Output all of the entries beneath, exactly as written.

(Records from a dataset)
- - - - - - -
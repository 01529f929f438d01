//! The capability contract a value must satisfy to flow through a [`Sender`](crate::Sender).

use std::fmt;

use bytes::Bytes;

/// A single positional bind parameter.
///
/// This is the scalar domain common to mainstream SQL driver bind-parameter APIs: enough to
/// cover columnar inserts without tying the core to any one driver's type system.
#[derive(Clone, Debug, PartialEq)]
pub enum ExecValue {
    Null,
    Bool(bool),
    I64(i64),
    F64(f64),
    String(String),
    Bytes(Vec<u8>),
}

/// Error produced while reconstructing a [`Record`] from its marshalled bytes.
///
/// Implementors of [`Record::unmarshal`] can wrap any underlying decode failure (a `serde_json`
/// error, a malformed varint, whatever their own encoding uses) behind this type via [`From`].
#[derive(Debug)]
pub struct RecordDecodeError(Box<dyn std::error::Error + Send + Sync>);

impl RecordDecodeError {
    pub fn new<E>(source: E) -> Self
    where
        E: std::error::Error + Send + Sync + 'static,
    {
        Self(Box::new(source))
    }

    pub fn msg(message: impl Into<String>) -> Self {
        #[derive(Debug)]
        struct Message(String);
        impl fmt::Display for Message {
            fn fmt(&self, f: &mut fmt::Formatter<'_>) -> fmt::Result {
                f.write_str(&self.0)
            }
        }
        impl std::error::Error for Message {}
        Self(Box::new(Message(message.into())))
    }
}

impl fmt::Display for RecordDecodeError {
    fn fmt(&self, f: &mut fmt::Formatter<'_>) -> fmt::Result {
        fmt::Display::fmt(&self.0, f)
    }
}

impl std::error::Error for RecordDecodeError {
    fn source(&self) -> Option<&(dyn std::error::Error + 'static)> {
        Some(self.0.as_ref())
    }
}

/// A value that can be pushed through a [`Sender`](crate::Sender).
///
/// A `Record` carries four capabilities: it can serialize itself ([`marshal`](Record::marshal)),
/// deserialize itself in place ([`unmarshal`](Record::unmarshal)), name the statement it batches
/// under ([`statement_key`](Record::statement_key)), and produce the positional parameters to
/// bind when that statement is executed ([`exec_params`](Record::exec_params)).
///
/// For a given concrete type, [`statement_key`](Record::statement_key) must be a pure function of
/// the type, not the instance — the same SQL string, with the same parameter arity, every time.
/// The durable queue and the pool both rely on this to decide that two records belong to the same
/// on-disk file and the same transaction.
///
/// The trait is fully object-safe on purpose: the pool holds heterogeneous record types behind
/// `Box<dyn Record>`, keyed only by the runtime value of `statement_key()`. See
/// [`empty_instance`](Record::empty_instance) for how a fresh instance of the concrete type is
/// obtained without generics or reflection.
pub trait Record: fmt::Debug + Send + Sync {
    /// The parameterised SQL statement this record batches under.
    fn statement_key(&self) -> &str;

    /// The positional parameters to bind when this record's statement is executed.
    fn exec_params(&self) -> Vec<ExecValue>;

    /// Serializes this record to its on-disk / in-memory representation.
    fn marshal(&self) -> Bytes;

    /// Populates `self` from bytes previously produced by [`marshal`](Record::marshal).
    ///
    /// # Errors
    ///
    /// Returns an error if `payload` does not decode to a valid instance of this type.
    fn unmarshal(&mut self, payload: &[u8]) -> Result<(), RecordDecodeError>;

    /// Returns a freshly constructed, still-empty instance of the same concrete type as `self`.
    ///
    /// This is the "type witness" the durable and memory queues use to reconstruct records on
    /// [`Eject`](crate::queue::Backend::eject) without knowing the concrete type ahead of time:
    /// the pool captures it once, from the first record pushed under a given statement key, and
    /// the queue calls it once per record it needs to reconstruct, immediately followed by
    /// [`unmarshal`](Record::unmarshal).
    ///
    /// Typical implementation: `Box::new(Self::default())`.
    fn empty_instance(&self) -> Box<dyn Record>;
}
- - - - - - -
→ YOUR SOLUTION
repository 01529f929f438d01
//! The capability contract a value must satisfy to flow through a [`Sender`](crate::Sender).

use std::fmt;

use bytes::Bytes;

/// A single positional bind parameter.
///
/// This is the scalar domain common to mainstream SQL driver bind-parameter APIs: enough to
/// cover columnar inserts without tying the core to any one driver's type system.
#[derive(Clone, Debug, PartialEq)]
pub enum ExecValue {
    Null,
    Bool(bool),
    I64(i64),
    F64(f64),
    String(String),
    Bytes(Vec<u8>),
}

/// Error produced while reconstructing a [`Record`] from its marshalled bytes.
///
/// Implementors of [`Record::unmarshal`] can wrap any underlying decode failure (a `serde_json`
/// error, a malformed varint, whatever their own encoding uses) behind this type via [`From`].
#[derive(Debug)]
pub struct RecordDecodeError(Box<dyn std::error::Error + Send + Sync>);

impl RecordDecodeError {
    pub fn new<E>(source: E) -> Self
    where
        E: std::error::Error + Send + Sync + 'static,
    {
        Self(Box::new(source))
    }

    pub fn msg(message: impl Into<String>) -> Self {
        #[derive(Debug)]
        struct Message(String);
        impl fmt::Display for Message {
            fn fmt(&self, f: &mut fmt::Formatter<'_>) -> fmt::Result {
                f.write_str(&self.0)
            }
        }
        impl std::error::Error for Message {}
        Self(Box::new(Message(message.into())))
    }
}

impl fmt::Display for RecordDecodeError {
    fn fmt(&self, f: &mut fmt::Formatter<'_>) -> fmt::Result {
        fmt::Display::fmt(&self.0, f)
    }
}

impl std::error::Error for RecordDecodeError {
    fn source(&self) -> Option<&(dyn std::error::Error + 'static)> {
        Some(self.0.as_ref())
    }
}

/// A value that can be pushed through a [`Sender`](crate::Sender).
///
/// A `Record` carries four capabilities: it can serialize itself ([`marshal`](Record::marshal)),
/// deserialize itself in place ([`unmarshal`](Record::unmarshal)), name the statement it batches
/// under ([`statement_key`](Record::statement_key)), and produce the positional parameters to
/// bind when that statement is executed ([`exec_params`](Record::exec_params)).
///
/// For a given concrete type, [`statement_key`](Record::statement_key) must be a pure function of
/// the type, not the instance — the same SQL string, with the same parameter arity, every time.
/// The durable queue and the pool both rely on this to decide that two records belong to the same
/// on-disk file and the same transaction.
///
/// The trait is fully object-safe on purpose: the pool holds heterogeneous record types behind
/// `Box<dyn Record>`, keyed only by the runtime value of `statement_key()`. See
/// [`empty_instance`](Record::empty_instance) for how a fresh instance of the concrete type is
/// obtained without generics or reflection.
pub trait Record: fmt::Debug + Send + Sync {
    /// The parameterised SQL statement this record batches under.
    fn statement_key(&self) -> &str;

    /// The positional parameters to bind when this record's statement is executed.
    fn exec_params(&self) -> Vec<ExecValue>;

    /// Serializes this record to its on-disk / in-memory representation.
    fn marshal(&self) -> Bytes;

    /// Populates `self` from bytes previously produced by [`marshal`](Record::marshal).
    ///
    /// # Errors
    ///
    /// Returns an error if `payload` does not decode to a valid instance of this type.
    fn unmarshal(&mut self, payload: &[u8]) -> Result<(), RecordDecodeError>;

    /// Returns a freshly constructed, still-empty instance of the same concrete type as `self`.
    ///
    /// This is the "type witness" the durable and memory queues use to reconstruct records on
    /// [`Eject`](crate::queue::Backend::eject) without knowing the concrete type ahead of time:
    /// the pool captures it once, from the first record pushed under a given statement key, and
    /// the queue calls it once per record it needs to reconstruct, immediately followed by
    /// [`unmarshal`](Record::unmarshal).
    ///
    /// Typical implementation: `Box::new(Self::default())`.
    fn empty_instance(&self) -> Box<dyn Record>;
}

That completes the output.